There’s a reason why the interior of a Volkswagen Passat feels so different to that of the Audi A4.
VW Group understands that, to make punters pay big for premium products, it has to effectively separate them from its more mainstream offerings. And however many bits the Audi and VW share under the surface, you’d be hard pressed to find a single shared component in the cabin.
The management of the Fiat Group will be reminded of these home truths when reviews of the Lancia Delta begin to land.

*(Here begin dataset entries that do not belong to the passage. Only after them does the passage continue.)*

// SPDX-License-Identifier: MPL-2.0
// This Source Code Form is subject to the terms of the Mozilla Public
// License, v. 2.0. If a copy of the MPL was not distributed with this
// file, You can obtain one at https://mozilla.org/MPL/2.0/.

//! Lenient integer decoding.

/// Decodes the leading integer of `s` the way the device firmware does.
///
/// Leading ASCII whitespace is skipped, then an optional `+` or `-` sign and
/// as many decimal digits as follow. Anything after the digits is ignored.
/// Input without leading digits decodes to `0`. Values beyond `i32` saturate.
///
/// # Examples
///
/// ```
/// use particle_home::command::parse_leading_int;
///
/// assert_eq!(parse_leading_int("12abc"), 12);
/// assert_eq!(parse_leading_int("  -3"), -3);
/// assert_eq!(parse_leading_int("abc"), 0);
/// assert_eq!(parse_leading_int(""), 0);
/// ```
#[must_use]
pub fn parse_leading_int(s: &str) -> i32 {
    let s = s.trim_start_matches(|c: char| c.is_ascii_whitespace());
    let (negative, digits) = match s.as_bytes().first() {
        Some(b'-') => (true, &s[1..]),
        Some(b'+') => (false, &s[1..]),
        _ => (false, s),
    };

    let mut value: i64 = 0;
    for digit in digits.bytes().take_while(u8::is_ascii_digit) {
        value = value * 10 + i64::from(digit - b'0');
        if value > i64::from(i32::MAX) + 1 {
            break;
        }
    }

    let value = if negative { -value } else { value };
    i32::try_from(value).unwrap_or(if negative { i32::MIN } else { i32::MAX })
}

#[cfg(test)]
mod tests {
    use super::*;

    #[test]
    fn plain_digits() {
        assert_eq!(parse_leading_int("0"), 0);
        assert_eq!(parse_leading_int("1"), 1);
        assert_eq!(parse_leading_int("42"), 42);
    }

    #[test]
    fn signs() {
        assert_eq!(parse_leading_int("-5"), -5);
        assert_eq!(parse_leading_int("+5"), 5);
        assert_eq!(parse_leading_int("-"), 0);
        assert_eq!(parse_leading_int("--5"), 0);
    }

    #[test]
    fn trailing_garbage_is_ignored() {
        assert_eq!(parse_leading_int("1x"), 1);
        assert_eq!(parse_leading_int("0.5"), 0);
        assert_eq!(parse_leading_int("7 8"), 7);
    }

    #[test]
    fn non_numeric_defaults_to_zero() {
        assert_eq!(parse_leading_int("abc"), 0);
        assert_eq!(parse_leading_int(""), 0);
        assert_eq!(parse_leading_int("x1"), 0);
    }

    #[test]
    fn leading_whitespace_is_skipped() {
        assert_eq!(parse_leading_int(" \t1"), 1);
    }

    #[test]
    fn overflow_saturates() {
        assert_eq!(parse_leading_int("99999999999999999999"), i32::MAX);
        assert_eq!(parse_leading_int("-99999999999999999999"), i32::MIN);
        assert_eq!(parse_leading_int("-2147483648"), i32::MIN);
    }
}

Having just got back from driving it, I can honestly say that I’m gutted that it isn’t the car I hoped it would be. There’s no sugar-coating this; it just isn’t good enough. It isn’t refined enough; it isn’t sufficiently well appointed or finished. Frankly, it’s just too closely related to a Fiat Bravo to even justify comparison with a Volvo V50, let alone an Audi A3 Sportback.

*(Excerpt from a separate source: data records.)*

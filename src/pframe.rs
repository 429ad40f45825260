//! The PFrame state machine (§3.2). The teacher packs `valid`/`state`/
//! `pinCount`/`sharedArea`/`index` into a 64-bit record accessed through
//! volatile loads in a `no_std` allocation table; we keep the same field
//! layout conceptually but as a plain safe `struct`, since this crate runs
//! hosted behind a `Mutex` rather than being touched from an MMU trap
//! handler.

use bitflags::bitflags;

use crate::ids::{Mpn, SlotRef};

bitflags! {
    /// Auxiliary flags orthogonal to `state`. Kept separate from `PFrameState`
    /// because, per §3.2, `sharedArea` can be set on frames in more than one
    /// state (it marks a frame whose backing MPN is owned by something
    /// outside this VM and must never be freed by the allocator).
    pub struct PFrameFlags: u8 {
        /// The frame's `index` points at an externally-owned MPN (e.g. a
        /// device BAR window) that `release_all_memory_for_process`-style
        /// teardown must never free.
        const SHARED_AREA = 0b0000_0001;
    }
}

/// `state` component of a PFrame (§3.2).
#[derive(Debug, Copy, Clone, PartialEq, Eq)]
pub enum PFrameState {
    /// No directory page has been allocated for this PPN yet, or the frame
    /// has never been faulted in. Equivalent to "not valid" in the spec's
    /// wording; we fold "no directory page" and "!valid regular" into one
    /// `Unmapped` marker and let `directory.rs` decide whether a directory
    /// page physically exists.
    Unmapped,
    Regular,
    Cow,
    CowHint,
    Swapped,
    SwapOut,
    SwapIn,
    Overhead,
}

/// One PFrame: the per-PPN record tracking what currently backs a guest
/// page.
#[derive(Debug, Clone)]
pub struct PFrame {
    state: PFrameState,
    flags: PFrameFlags,
    /// Saturating; `PIN_STICKY` marks a pin that can never be released by
    /// `unpin` underflowing below zero (§9 open question: the original
    /// treats overflow as a silent sticky pin; we keep that policy and
    /// record the choice in DESIGN.md rather than failing the call).
    pin_count: u16,
    /// An MPN when `state` is one of {Regular, Cow, CowHint, SwapOut,
    /// SwapIn, Overhead}; a packed `SlotRef` when `state == Swapped`.
    /// `None` when `state == Unmapped`.
    index: Option<Backing>,
}

#[derive(Debug, Copy, Clone, PartialEq, Eq)]
enum Backing {
    Mpn(Mpn),
    Slot(SlotRef),
}

const PIN_STICKY: u16 = u16::MAX;

impl Default for PFrame {
    fn default() -> Self {
        PFrame { state: PFrameState::Unmapped, flags: PFrameFlags::empty(), pin_count: 0, index: None }
    }
}

impl PFrame {
    pub fn state(&self) -> PFrameState { self.state }

    pub fn is_valid(&self) -> bool { self.state != PFrameState::Unmapped }

    pub fn pin_count(&self) -> u16 { self.pin_count }

    pub fn is_pinned(&self) -> bool { self.pin_count > 0 }

    pub fn shared_area(&self) -> bool { self.flags.contains(PFrameFlags::SHARED_AREA) }

    pub fn set_shared_area(&mut self, shared: bool) {
        self.flags.set(PFrameFlags::SHARED_AREA, shared);
    }

    /// MPN backing this frame, valid in every state except `Swapped` and
    /// `Unmapped` (§3.2 invariants).
    pub fn mpn(&self) -> Option<Mpn> {
        match self.index {
            Some(Backing::Mpn(m)) => Some(m),
            _ => None,
        }
    }

    /// SlotRef backing this frame, valid only in `Swapped` state.
    pub fn slot(&self) -> Option<SlotRef> {
        match self.index {
            Some(Backing::Slot(s)) => Some(s),
            _ => None,
        }
    }

    pub fn pin(&mut self) -> bool {
        if self.pin_count == PIN_STICKY {
            return true;
        }
        self.pin_count += 1;
        true
    }

    /// Saturating decrement; never panics, never goes below zero, and a
    /// `PIN_STICKY` pin is permanent (see the open question in §9).
    pub fn unpin(&mut self) {
        if self.pin_count != PIN_STICKY {
            self.pin_count = self.pin_count.saturating_sub(1);
        }
    }

    pub fn make_sticky(&mut self) { self.pin_count = PIN_STICKY; }

    fn set_mpn_state(&mut self, state: PFrameState, mpn: Mpn) {
        self.state = state;
        self.index = Some(Backing::Mpn(mpn));
    }

    /// Transition to `Regular`, valid, owning `mpn`. Used by the allocator
    /// path (§4.1 case 3) and by unshare/swap-in completion.
    pub fn set_regular(&mut self, mpn: Mpn) { self.set_mpn_state(PFrameState::Regular, mpn); }

    /// Transition to `Cow`, sharing `mpn` via the PShare index.
    pub fn set_cow(&mut self, mpn: Mpn) {
        assert!(!self.is_pinned(), "pinned pages may not transition to COW (§3.2)");
        self.set_mpn_state(PFrameState::Cow, mpn);
    }

    /// Transition to `CowHint`: privately owned, but advertised.
    pub fn set_cow_hint(&mut self, mpn: Mpn) {
        assert!(!self.is_pinned(), "pinned pages may not transition to COW_HINT (§3.2)");
        self.set_mpn_state(PFrameState::CowHint, mpn);
    }

    /// Transition to `SwapOut`: still in memory, write in flight.
    pub fn set_swap_out(&mut self, mpn: Mpn) {
        assert!(!self.is_pinned(), "pinned pages may not be selected for swap-out (§3.2)");
        self.set_mpn_state(PFrameState::SwapOut, mpn);
    }

    /// Transition to `SwapIn`: freshly allocated MPN, read in flight. Valid
    /// to call even while pinned (§3.2: "it *can* be in SWAP_IN from before
    /// it was pinned").
    pub fn set_swap_in(&mut self, mpn: Mpn) { self.set_mpn_state(PFrameState::SwapIn, mpn); }

    /// Transition to `Swapped`: MPN freed, `index` now names a slot.
    pub fn set_swapped(&mut self, slot: SlotRef) {
        self.state = PFrameState::Swapped;
        self.index = Some(Backing::Slot(slot));
    }

    pub fn set_overhead(&mut self, mpn: Mpn) { self.set_mpn_state(PFrameState::Overhead, mpn); }

    pub fn clear(&mut self) {
        self.state = PFrameState::Unmapped;
        self.index = None;
    }

    /// §8 invariant 1: every non-swapped valid frame names an MPN; a
    /// swapped frame names a slot. Used by debug/consistency checks and by
    /// property tests.
    pub fn check_invariant(&self) -> bool {
        match self.state {
            PFrameState::Unmapped => self.index.is_none(),
            PFrameState::Swapped => matches!(self.index, Some(Backing::Slot(_))),
            _ => matches!(self.index, Some(Backing::Mpn(_))),
        }
    }
}

#[cfg(test)]
mod tests {
    use super::*;

    #[test]
    fn fresh_frame_is_unmapped() {
        let f = PFrame::default();
        assert_eq!(f.state(), PFrameState::Unmapped);
        assert!(!f.is_valid());
        assert!(f.check_invariant());
    }

    #[test]
    fn pin_saturates_and_stays_sticky() {
        let mut f = PFrame::default();
        f.set_regular(Mpn(1));
        for _ in 0..u16::MAX as u32 + 5 {
            f.pin();
        }
        assert_eq!(f.pin_count(), PIN_STICKY);
        f.unpin();
        assert_eq!(f.pin_count(), PIN_STICKY, "a sticky pin never releases");
    }

    #[test]
    fn unpin_never_underflows() {
        let mut f = PFrame::default();
        f.set_regular(Mpn(1));
        f.unpin();
        f.unpin();
        assert_eq!(f.pin_count(), 0);
    }

    #[test]
    fn swapped_frame_reports_slot_not_mpn() {
        let mut f = PFrame::default();
        f.set_swapped(SlotRef::new(0, 42));
        assert_eq!(f.state(), PFrameState::Swapped);
        assert!(f.mpn().is_none());
        assert_eq!(f.slot(), Some(SlotRef::new(0, 42)));
        assert!(f.check_invariant());
    }
}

And don’t think I’m expecting too much of the new Delta, either. I appreciate that it would be unreasonable to expect this car to be as upmarket as a Lexus IS, or a Mercedes CLC, because these days there are premium products and ‘premium products’.

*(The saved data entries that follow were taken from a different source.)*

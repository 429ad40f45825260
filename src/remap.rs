//! Remap and checkpoint scaffolding (§2 component H, §4.4). Remap moves a
//! page to a new MPN meeting a constraint (below the low-memory boundary,
//! or on a specific NUMA node); checkpoint save/resume toggle the
//! resolver's dummy-page/scratch-buffer/lazy-load behavior via the
//! `checkpoint_window` field the resolver already reads (`crate::vm`,
//! `crate::resolver`).

use crate::alloc::{AllocKind, PageAllocator};
use crate::config::Config;
use crate::cow::{self, ShareOutcome};
use crate::error::{Error, Result};
use crate::fingerprint::Fingerprint;
use crate::hooks::{PageContent, SchedulerHooks};
use crate::ids::{Ppn, SlotRef, SWAP_FILE_CHECKPOINT};
use crate::pframe::PFrameState;
use crate::pshare::PShareIndex;
use crate::vm::Vm;

#[derive(Debug, Clone, Copy)]
pub enum RemapTarget {
    Low,
    Node(u8),
}

impl RemapTarget {
    fn alloc_kind(self) -> AllocKind {
        match self {
            RemapTarget::Low => AllocKind::Low,
            RemapTarget::Node(n) => AllocKind::Node(n),
        }
    }
}

enum Kind {
    Private,
    CowHint,
    Cow,
}

/// §4.4 "Remap". Refuses pinned, mid-swap, or checkpoint-active pages.
/// A COW page remapped to a NUMA node attempts to re-share on that node
/// by re-running the ordinary content-addressed share path against the
/// freshly copied page (§4.4: "attempt to re-share on the target NUMA
/// node by searching a node-tagged hash derived from the content key" --
/// `PShareIndex` has no node dimension of its own, so this is the closest
/// equivalent: a fresh `add_if_shared` naturally finds any existing entry
/// for the same content, node-tagged or not). A COW page remapped to
/// low memory has no node-local re-share story and is refused outright.
pub fn remap(
    vm: &Vm,
    pshare: &PShareIndex,
    alloc: &PageAllocator,
    content: &dyn PageContent,
    hooks: &dyn SchedulerHooks,
    ppn: Ppn,
    target: RemapTarget,
) -> Result<crate::ids::Mpn> {
    let (old_mpn, kind) = vm.with_state(|state| -> Result<_> {
        if state.cache.contains(ppn) {
            return Err(Error::Busy);
        }
        if state.checkpoint_window.is_some() {
            return Err(Error::Busy);
        }
        let frame = state.directory.get(ppn).ok_or(Error::BadParam)?;
        if frame.is_pinned() {
            return Err(Error::Busy);
        }
        let kind = match frame.state() {
            PFrameState::Regular | PFrameState::Overhead => Kind::Private,
            PFrameState::CowHint => Kind::CowHint,
            PFrameState::Cow => Kind::Cow,
            PFrameState::SwapOut | PFrameState::SwapIn | PFrameState::Swapped => return Err(Error::Busy),
            PFrameState::Unmapped => return Err(Error::BadParam),
        };
        Ok((frame.mpn().ok_or(Error::BadParam)?, kind))
    })?;

    if matches!(kind, Kind::Cow) && matches!(target, RemapTarget::Low) {
        return Err(Error::Shared);
    }

    let data = content.read_page(old_mpn);
    let new_mpn = alloc.alloc(target.alloc_kind())?;
    content.write_page(new_mpn, &data);

    let result = match kind {
        Kind::Private => {
            vm.with_state_mut(|state| state.directory.get_mut(ppn).unwrap().set_regular(new_mpn));
            alloc.free(old_mpn, false);
            Ok(new_mpn)
        }
        Kind::CowHint => {
            let key = Fingerprint::of_page(&data);
            pshare.remove_hint(old_mpn);
            pshare.add_hint(key, new_mpn, vm.id, ppn);
            vm.with_state_mut(|state| state.directory.get_mut(ppn).unwrap().set_cow_hint(new_mpn));
            alloc.free(old_mpn, false);
            Ok(new_mpn)
        }
        Kind::Cow => {
            let key = Fingerprint::of_page(&data);
            if pshare.remove(key, old_mpn) == 0 {
                alloc.free(old_mpn, false);
            }
            vm.with_state_mut(|state| state.directory.get_mut(ppn).unwrap().set_regular(new_mpn));
            match cow::share(vm, pshare, content, ppn)? {
                (ShareOutcome::Shared { mpn, .. }, _) => Ok(mpn),
                (ShareOutcome::InstalledAsHint, _) => Ok(new_mpn),
            }
        }
    };

    // §4.4 / §6: the target VM must be told to pick up the new MPN.
    if result.is_ok() {
        hooks.post_remap_pickup(vm.id);
    }
    result
}

/// Begin a cartel-wide checkpoint save window for this VM (§4.4). Faults
/// outside `window` from the guest now return `busy`; COW/SWAPPED reads
/// bounce through a scratch MPN drawn from a pool of `config.checkpoint_buffer_pages`
/// pages instead of touching the original.
pub fn begin_checkpoint_window(vm: &Vm, alloc: &PageAllocator, config: &Config, window: std::ops::Range<u32>) -> Result<()> {
    let mut scratch = Vec::with_capacity(config.checkpoint_buffer_pages);
    for _ in 0..config.checkpoint_buffer_pages {
        match alloc.alloc(AllocKind::Any) {
            Ok(mpn) => scratch.push(mpn),
            Err(e) => {
                for mpn in scratch {
                    alloc.free(mpn, false);
                }
                return Err(e);
            }
        }
    }
    vm.with_state_mut(|state| {
        state.set_checkpoint_scratch(scratch);
        state.checkpoint_window = Some(window);
    });
    Ok(())
}

pub fn advance_checkpoint_window(vm: &Vm, window: std::ops::Range<u32>) {
    vm.with_state_mut(|state| state.checkpoint_window = Some(window));
}

/// Ends the checkpoint window and drains the scratch pool back to the
/// allocator.
pub fn end_checkpoint(vm: &Vm, alloc: &PageAllocator) {
    let scratch = vm.with_state_mut(|state| {
        state.checkpoint_window = None;
        std::mem::take(&mut state.checkpoint_scratch)
    });
    for mpn in scratch {
        alloc.free(mpn, false);
    }
}

/// §4.4 "Checkpoint resume": mark `ppns` SWAPPED against the reserved
/// checkpoint-file slots starting at `start_slot`, to be lazily faulted
/// in by the ordinary resolver SWAPPED path on first access.
pub fn mark_lazy_resume(vm: &Vm, ppns: impl IntoIterator<Item = Ppn>, start_slot: u32) {
    vm.with_state_mut(|state| {
        for (i, ppn) in ppns.into_iter().enumerate() {
            let slot = SlotRef::new(SWAP_FILE_CHECKPOINT, start_slot + i as u32);
            state.directory.get_or_insert_mut(ppn).set_swapped(slot);
        }
    });
}

#[cfg(test)]
mod tests {
    use super::*;
    use crate::config::Config;
    use crate::ids::{Mpn, VmId};
    use std::collections::HashMap;
    use std::sync::Mutex;

    struct MemContent {
        pages: Mutex<HashMap<Mpn, Vec<u8>>>,
    }
    impl MemContent {
        fn new() -> Self { MemContent { pages: Mutex::new(HashMap::new()) } }
        fn set(&self, mpn: Mpn, data: Vec<u8>) { self.pages.lock().unwrap().insert(mpn, data); }
    }
    impl PageContent for MemContent {
        fn read_page(&self, mpn: Mpn) -> Vec<u8> { self.pages.lock().unwrap().get(&mpn).cloned().unwrap_or_else(|| vec![0u8; 16]) }
        fn write_page(&self, mpn: Mpn, data: &[u8]) { self.pages.lock().unwrap().insert(mpn, data.to_vec()); }
        fn zero_page(&self) -> Mpn { Mpn(0) }
    }

    struct NoopHooks;
    impl SchedulerHooks for NoopHooks {
        fn request_swap_candidates(&self, _vm: VmId, _max_batch: usize) -> Vec<Ppn> { Vec::new() }
        fn post_p2m_update(&self, _vm: VmId) {}
        fn post_hint_update(&self, _vm: VmId) {}
        fn post_remap_pickup(&self, _vm: VmId) {}
        fn on_vm_death(&self, _vm: VmId, _reason: &str) {}
        fn wait_memory_low(&self) {}
    }

    #[test]
    fn remap_private_page_to_node_copies_and_frees_old() {
        let pshare = PShareIndex::new();
        let alloc = PageAllocator::new((0..8).map(Mpn), |m| if m.0 < 4 { 0 } else { 1 }, Mpn(0));
        let content = MemContent::new();
        content.set(Mpn(0), vec![1u8; 16]);
        let hooks = NoopHooks;
        let vm = Vm::new(VmId(1), 4096, &Config::default());
        vm.with_state_mut(|s| s.directory.get_or_insert_mut(Ppn(0)).set_regular(Mpn(0)));

        let new_mpn = remap(&vm, &pshare, &alloc, &content, &hooks, Ppn(0), RemapTarget::Node(1)).unwrap();
        assert!(new_mpn.0 >= 4, "new mpn should be on node 1");
        assert_eq!(content.read_page(new_mpn), vec![1u8; 16]);
    }

    #[test]
    fn remap_cow_page_to_low_mem_is_refused() {
        let pshare = PShareIndex::new();
        let alloc = PageAllocator::new((0..8).map(Mpn), |_| 0, Mpn(4));
        let content = MemContent::new();
        content.set(Mpn(5), vec![2u8; 16]);
        pshare.add(Fingerprint::of_page(&[2u8; 16]), Mpn(5), 1);
        let hooks = NoopHooks;
        let vm = Vm::new(VmId(1), 4096, &Config::default());
        vm.with_state_mut(|s| s.directory.get_or_insert_mut(Ppn(0)).set_cow(Mpn(5)));

        assert_eq!(remap(&vm, &pshare, &alloc, &content, &hooks, Ppn(0), RemapTarget::Low), Err(Error::Shared));
    }

    #[test]
    fn checkpoint_resume_marks_swapped_for_lazy_load() {
        let vm = Vm::new(VmId(1), 4096, &Config::default());
        mark_lazy_resume(&vm, [Ppn(1), Ppn(2)], 100);
        vm.with_state(|s| {
            let f1 = s.directory.get(Ppn(1)).unwrap();
            assert_eq!(f1.state(), PFrameState::Swapped);
            assert_eq!(f1.slot().unwrap(), SlotRef::new(SWAP_FILE_CHECKPOINT, 100));
        });
    }
}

I’d have been happy with material quality that measured up to Saab, Honda, or VW standards. To be honest, I’d have been happy if it could go over an expansion joint with the same quiet compliance as a Citroen C5.
No - Lancia seems to think that an extra bit of legroom in the rear (without any additional head or shoulder-room, I might add), an extra bit of boot space, some bits of faux-chrome trim and a generous options list is enough to turn a run-of-the-mill Fiat hatchback into something you’d pay £20,000 for.
You’d have to be either foaming at the mouth, or so nationalistic an Italian that you only eat tricolore pasta in green, white and red, to pay £20k for this car.
It’s a crying shame, because Lancia deserves to succeed. It deserves to be invested in; to be managed by someone who appreciates its pioneering history (Lancia pioneered independent suspension, the five-speed gearbox, the first V6 car engine and the first V4). It deserves to become Italy’s answer to Audi, Jaguar and Lexus; to be developed without regard for the consequences on Alfa Romeo, Maserati, or any other part of the Fiat Group.
But that will clearly take more money, more vision and more effort than Fiat itself is prepared to give it. And it can’t be achieved using Turin’s leftovers.
Until yesterday I was – as a confirmed Lancia fan – looking forwards to the reintroduction of the brand to Britain. Now I’m dreading it.